[Saved entries]
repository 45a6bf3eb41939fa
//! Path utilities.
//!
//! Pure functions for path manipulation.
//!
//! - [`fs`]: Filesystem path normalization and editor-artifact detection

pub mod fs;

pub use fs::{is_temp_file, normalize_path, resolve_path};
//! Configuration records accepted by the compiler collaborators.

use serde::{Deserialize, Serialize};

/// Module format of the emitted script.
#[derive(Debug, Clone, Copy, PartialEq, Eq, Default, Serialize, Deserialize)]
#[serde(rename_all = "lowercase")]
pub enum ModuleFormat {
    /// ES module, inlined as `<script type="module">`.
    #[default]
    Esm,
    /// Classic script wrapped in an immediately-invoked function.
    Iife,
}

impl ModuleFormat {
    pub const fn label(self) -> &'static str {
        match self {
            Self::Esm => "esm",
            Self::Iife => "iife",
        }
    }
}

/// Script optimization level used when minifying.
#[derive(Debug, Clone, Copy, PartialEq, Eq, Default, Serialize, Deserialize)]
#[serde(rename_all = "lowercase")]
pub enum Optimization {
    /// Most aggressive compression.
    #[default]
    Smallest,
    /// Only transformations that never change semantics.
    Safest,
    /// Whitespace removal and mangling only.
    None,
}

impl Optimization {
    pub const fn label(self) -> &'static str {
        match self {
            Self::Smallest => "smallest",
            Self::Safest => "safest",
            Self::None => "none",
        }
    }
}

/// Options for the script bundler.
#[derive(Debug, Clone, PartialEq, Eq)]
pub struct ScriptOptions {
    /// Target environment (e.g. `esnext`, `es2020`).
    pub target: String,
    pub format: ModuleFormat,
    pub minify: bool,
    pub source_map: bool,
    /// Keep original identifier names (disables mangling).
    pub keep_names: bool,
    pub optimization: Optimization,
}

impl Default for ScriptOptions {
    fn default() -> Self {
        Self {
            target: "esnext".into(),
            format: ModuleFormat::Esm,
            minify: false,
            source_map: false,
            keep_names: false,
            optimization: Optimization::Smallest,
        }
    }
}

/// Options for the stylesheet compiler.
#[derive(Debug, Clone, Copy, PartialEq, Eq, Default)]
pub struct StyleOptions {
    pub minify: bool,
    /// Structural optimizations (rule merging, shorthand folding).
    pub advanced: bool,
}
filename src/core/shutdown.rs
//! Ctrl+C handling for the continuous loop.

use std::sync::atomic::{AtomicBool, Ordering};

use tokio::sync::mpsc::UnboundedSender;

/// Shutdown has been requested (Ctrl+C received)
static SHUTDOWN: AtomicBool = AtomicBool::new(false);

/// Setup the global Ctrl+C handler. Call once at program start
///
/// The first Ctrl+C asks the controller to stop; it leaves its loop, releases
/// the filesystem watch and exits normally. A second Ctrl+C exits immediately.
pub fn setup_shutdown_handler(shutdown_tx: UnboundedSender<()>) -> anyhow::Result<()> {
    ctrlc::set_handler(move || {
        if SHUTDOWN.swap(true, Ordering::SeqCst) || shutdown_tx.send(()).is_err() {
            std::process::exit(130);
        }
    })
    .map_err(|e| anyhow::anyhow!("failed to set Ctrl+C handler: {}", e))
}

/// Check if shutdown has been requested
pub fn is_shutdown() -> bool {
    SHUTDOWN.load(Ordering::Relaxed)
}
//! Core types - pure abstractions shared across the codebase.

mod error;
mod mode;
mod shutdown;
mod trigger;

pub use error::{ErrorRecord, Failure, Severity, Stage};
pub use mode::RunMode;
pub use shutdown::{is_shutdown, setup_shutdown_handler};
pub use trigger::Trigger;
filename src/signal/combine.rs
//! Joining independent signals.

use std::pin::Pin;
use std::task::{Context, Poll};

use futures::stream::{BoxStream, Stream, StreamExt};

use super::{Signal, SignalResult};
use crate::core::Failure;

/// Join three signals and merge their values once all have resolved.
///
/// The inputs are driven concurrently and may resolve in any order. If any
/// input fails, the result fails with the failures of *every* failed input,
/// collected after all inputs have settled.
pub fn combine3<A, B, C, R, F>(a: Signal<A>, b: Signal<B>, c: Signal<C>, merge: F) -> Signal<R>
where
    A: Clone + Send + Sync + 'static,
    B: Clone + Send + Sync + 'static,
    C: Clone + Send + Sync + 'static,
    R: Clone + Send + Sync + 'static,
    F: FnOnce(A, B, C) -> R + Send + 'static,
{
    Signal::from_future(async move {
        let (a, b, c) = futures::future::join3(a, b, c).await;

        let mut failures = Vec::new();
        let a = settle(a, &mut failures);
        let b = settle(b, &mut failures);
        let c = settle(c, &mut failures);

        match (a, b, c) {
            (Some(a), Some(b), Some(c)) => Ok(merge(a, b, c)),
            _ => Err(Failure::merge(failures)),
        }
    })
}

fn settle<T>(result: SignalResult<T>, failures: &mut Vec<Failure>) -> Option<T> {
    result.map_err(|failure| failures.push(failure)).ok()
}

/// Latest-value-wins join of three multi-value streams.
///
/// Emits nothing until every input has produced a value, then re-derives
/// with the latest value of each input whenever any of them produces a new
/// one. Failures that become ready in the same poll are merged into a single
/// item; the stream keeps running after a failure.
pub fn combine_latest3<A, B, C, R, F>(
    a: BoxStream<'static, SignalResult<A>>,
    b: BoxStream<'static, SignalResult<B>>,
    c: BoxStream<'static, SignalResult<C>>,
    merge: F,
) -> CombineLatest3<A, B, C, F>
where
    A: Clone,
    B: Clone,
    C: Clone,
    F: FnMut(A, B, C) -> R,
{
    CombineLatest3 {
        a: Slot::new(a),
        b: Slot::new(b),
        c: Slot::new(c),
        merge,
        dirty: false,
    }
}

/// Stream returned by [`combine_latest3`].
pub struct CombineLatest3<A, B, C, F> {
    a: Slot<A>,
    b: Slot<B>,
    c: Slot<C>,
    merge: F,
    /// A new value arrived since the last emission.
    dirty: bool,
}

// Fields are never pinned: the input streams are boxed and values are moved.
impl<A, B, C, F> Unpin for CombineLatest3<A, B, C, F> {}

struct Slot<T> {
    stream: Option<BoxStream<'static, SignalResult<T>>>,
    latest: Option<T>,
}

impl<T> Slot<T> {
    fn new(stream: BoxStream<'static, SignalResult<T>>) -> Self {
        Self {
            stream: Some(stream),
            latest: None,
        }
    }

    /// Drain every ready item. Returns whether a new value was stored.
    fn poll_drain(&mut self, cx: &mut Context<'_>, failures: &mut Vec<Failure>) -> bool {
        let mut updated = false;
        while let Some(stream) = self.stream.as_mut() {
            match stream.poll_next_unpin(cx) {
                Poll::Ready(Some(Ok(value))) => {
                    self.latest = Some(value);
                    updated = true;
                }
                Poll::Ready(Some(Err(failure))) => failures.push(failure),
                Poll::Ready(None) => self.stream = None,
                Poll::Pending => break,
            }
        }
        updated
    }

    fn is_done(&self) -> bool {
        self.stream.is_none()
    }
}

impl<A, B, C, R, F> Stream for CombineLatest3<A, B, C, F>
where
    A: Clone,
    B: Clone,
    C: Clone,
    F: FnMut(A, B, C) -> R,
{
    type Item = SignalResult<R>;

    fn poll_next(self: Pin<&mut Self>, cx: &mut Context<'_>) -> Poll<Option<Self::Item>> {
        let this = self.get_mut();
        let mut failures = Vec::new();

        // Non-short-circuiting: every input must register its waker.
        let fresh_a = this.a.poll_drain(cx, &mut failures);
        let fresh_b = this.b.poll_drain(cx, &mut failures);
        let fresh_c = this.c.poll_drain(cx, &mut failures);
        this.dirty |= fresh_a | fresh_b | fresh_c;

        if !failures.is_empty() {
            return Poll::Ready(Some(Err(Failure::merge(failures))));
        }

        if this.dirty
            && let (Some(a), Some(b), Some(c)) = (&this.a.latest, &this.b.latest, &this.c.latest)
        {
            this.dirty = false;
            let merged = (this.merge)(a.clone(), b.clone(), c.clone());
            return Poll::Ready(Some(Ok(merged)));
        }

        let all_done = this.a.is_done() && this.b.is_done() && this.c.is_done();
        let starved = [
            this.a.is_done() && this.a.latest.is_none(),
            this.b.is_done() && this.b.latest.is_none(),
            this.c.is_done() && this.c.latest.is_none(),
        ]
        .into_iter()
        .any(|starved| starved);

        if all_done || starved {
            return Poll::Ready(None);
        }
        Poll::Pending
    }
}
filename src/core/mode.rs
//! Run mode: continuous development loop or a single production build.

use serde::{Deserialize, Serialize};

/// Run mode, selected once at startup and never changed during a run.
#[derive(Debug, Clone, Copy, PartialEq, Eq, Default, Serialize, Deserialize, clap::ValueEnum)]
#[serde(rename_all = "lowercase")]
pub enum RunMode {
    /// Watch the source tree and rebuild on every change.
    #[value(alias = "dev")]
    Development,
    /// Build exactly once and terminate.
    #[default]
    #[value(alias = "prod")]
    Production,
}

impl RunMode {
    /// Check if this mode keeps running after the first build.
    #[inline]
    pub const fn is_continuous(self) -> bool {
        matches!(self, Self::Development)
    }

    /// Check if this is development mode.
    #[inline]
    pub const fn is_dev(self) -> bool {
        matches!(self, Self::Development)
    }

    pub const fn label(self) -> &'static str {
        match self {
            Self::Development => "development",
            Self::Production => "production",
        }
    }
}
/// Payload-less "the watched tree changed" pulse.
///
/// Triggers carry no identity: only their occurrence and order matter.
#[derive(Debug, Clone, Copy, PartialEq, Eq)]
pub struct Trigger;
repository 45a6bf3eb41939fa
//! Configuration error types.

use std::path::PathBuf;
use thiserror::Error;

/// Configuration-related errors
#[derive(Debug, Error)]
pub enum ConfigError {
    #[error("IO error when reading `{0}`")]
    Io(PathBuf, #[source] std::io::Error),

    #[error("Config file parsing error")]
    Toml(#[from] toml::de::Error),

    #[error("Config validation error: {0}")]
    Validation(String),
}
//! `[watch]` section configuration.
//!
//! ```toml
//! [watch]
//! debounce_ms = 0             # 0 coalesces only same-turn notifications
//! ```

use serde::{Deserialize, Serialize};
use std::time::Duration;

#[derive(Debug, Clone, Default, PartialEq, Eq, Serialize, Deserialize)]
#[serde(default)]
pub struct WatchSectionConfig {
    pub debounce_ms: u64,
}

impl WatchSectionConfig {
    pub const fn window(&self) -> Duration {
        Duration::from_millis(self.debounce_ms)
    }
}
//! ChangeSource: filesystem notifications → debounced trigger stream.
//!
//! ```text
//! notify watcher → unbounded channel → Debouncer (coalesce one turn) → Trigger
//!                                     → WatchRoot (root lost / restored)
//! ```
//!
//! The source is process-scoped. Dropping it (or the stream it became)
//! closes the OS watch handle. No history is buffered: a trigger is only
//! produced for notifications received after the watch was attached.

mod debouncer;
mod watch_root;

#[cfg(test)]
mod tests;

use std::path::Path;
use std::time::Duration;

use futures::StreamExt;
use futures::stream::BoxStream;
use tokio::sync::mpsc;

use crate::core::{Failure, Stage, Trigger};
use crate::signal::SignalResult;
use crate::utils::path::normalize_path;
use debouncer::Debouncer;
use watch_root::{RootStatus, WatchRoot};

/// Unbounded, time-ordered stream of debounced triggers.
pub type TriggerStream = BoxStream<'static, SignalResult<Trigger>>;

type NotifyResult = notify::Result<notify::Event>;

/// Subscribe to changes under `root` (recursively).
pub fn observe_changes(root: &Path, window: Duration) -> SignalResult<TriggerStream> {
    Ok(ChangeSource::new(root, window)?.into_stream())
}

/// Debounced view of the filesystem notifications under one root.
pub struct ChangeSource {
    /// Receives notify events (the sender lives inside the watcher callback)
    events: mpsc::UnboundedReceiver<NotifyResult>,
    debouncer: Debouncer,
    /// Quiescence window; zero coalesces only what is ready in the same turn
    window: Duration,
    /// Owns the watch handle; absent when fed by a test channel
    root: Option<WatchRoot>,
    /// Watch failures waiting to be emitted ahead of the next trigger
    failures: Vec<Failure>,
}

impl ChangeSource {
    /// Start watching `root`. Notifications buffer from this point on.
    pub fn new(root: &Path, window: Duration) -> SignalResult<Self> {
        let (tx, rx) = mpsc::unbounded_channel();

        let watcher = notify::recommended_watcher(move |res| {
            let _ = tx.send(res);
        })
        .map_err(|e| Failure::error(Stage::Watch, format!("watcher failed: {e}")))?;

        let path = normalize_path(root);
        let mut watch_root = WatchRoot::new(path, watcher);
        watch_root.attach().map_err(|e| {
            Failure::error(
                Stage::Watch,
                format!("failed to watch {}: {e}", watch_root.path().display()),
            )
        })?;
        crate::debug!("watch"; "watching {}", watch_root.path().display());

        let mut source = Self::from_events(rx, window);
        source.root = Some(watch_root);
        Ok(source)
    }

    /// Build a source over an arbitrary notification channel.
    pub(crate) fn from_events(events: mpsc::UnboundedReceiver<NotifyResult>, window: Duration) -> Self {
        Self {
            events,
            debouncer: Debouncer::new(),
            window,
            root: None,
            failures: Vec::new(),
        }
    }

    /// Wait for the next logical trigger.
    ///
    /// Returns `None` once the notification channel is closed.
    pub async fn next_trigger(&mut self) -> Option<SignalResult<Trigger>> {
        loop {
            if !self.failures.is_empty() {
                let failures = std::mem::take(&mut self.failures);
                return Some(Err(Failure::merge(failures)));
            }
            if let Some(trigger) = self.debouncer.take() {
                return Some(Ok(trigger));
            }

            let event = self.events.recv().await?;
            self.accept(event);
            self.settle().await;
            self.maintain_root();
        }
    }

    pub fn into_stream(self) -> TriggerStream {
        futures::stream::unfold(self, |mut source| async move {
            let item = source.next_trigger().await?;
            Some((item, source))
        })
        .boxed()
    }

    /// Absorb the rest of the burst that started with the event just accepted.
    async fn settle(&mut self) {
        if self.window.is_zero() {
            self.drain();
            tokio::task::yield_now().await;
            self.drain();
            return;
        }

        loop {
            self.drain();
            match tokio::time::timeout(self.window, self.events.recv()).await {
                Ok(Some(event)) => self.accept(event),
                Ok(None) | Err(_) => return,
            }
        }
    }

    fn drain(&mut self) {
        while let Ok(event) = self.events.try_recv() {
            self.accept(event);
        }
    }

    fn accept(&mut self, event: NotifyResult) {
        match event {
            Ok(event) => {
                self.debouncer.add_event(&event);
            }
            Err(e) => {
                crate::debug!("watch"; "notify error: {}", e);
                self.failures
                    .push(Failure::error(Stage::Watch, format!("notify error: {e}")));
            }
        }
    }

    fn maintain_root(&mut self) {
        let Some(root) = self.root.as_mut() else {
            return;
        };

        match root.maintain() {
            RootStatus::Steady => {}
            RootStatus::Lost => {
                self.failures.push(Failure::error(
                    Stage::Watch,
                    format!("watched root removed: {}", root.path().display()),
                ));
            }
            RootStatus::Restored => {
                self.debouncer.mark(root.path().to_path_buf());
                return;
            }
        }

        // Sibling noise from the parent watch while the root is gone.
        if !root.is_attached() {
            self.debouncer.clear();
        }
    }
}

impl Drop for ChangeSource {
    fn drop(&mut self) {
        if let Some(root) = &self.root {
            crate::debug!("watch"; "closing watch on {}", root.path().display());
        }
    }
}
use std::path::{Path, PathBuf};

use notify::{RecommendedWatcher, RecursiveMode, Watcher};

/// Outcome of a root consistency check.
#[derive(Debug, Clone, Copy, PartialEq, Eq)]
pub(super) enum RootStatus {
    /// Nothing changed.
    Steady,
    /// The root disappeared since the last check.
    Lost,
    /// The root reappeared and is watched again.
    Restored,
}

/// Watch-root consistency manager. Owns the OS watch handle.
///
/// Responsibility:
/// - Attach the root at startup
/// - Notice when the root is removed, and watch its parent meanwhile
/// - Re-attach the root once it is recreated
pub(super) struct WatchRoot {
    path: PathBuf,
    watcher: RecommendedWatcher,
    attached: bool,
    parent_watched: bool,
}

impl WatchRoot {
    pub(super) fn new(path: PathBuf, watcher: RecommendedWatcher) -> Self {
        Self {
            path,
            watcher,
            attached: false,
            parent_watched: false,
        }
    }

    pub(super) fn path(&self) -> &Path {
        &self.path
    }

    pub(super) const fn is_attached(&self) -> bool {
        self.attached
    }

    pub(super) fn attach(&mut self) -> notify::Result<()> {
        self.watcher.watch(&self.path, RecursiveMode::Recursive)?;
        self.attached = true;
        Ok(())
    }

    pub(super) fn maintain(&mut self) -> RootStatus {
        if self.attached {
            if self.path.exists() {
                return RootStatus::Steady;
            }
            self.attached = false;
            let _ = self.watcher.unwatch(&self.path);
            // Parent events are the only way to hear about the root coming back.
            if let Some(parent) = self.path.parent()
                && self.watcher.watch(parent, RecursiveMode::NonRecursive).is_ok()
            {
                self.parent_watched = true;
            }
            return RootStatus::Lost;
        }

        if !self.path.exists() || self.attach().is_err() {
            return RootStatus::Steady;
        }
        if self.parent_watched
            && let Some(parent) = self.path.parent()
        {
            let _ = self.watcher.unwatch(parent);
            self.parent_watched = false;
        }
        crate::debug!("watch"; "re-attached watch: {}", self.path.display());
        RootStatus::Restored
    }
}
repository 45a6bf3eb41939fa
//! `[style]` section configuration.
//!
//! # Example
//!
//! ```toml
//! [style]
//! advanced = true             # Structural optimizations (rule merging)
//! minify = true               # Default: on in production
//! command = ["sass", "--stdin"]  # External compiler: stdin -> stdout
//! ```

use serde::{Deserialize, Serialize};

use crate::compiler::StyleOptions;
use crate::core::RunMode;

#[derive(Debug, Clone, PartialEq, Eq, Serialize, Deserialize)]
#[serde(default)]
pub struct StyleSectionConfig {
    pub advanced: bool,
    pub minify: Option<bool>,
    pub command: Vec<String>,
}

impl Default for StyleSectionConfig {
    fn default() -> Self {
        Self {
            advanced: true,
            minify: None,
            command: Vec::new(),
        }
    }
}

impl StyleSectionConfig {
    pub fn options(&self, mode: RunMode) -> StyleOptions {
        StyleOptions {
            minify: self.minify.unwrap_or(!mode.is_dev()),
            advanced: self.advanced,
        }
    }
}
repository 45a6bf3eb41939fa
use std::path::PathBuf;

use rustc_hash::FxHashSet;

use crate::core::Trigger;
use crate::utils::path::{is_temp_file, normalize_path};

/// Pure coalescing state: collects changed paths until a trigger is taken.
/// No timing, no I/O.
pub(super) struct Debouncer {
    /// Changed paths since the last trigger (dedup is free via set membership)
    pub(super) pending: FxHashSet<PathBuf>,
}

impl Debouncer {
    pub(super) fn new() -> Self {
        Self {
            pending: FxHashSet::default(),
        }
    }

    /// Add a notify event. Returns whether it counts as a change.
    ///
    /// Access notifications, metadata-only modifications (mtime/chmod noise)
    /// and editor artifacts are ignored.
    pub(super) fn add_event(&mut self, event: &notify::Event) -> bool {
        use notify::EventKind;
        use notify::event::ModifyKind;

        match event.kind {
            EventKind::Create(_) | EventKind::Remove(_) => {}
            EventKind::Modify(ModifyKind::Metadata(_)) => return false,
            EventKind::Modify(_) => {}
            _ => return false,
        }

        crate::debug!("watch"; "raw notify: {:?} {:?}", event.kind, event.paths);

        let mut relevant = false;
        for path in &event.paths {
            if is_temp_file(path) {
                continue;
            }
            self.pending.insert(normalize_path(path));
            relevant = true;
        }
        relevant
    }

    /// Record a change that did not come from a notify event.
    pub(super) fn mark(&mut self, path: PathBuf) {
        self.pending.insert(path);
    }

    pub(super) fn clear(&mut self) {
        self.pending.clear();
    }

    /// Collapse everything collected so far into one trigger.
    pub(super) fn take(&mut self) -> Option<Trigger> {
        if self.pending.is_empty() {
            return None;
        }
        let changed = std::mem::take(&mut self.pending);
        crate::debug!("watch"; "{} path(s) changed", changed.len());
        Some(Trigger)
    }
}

## [Work to complete]
Nothing but the lines from the beginning of the records through the line with "the stylesheet compiler." should appear, each printed exactly.

## [Completed task]
repository 45a6bf3eb41939fa
//! Path utilities.
//!
//! Pure functions for path manipulation.
//!
//! - [`fs`]: Filesystem path normalization and editor-artifact detection

pub mod fs;

pub use fs::{is_temp_file, normalize_path, resolve_path};
//! Configuration records accepted by the compiler collaborators.

use serde::{Deserialize, Serialize};

/// Module format of the emitted script.
#[derive(Debug, Clone, Copy, PartialEq, Eq, Default, Serialize, Deserialize)]
#[serde(rename_all = "lowercase")]
pub enum ModuleFormat {
    /// ES module, inlined as `<script type="module">`.
    #[default]
    Esm,
    /// Classic script wrapped in an immediately-invoked function.
    Iife,
}

impl ModuleFormat {
    pub const fn label(self) -> &'static str {
        match self {
            Self::Esm => "esm",
            Self::Iife => "iife",
        }
    }
}

/// Script optimization level used when minifying.
#[derive(Debug, Clone, Copy, PartialEq, Eq, Default, Serialize, Deserialize)]
#[serde(rename_all = "lowercase")]
pub enum Optimization {
    /// Most aggressive compression.
    #[default]
    Smallest,
    /// Only transformations that never change semantics.
    Safest,
    /// Whitespace removal and mangling only.
    None,
}

impl Optimization {
    pub const fn label(self) -> &'static str {
        match self {
            Self::Smallest => "smallest",
            Self::Safest => "safest",
            Self::None => "none",
        }
    }
}

/// Options for the script bundler.
#[derive(Debug, Clone, PartialEq, Eq)]
pub struct ScriptOptions {
    /// Target environment (e.g. `esnext`, `es2020`).
    pub target: String,
    pub format: ModuleFormat,
    pub minify: bool,
    pub source_map: bool,
    /// Keep original identifier names (disables mangling).
    pub keep_names: bool,
    pub optimization: Optimization,
}

impl Default for ScriptOptions {
    fn default() -> Self {
        Self {
            target: "esnext".into(),
            format: ModuleFormat::Esm,
            minify: false,
            source_map: false,
            keep_names: false,
            optimization: Optimization::Smallest,
        }
    }
}

/// Options for the stylesheet compiler.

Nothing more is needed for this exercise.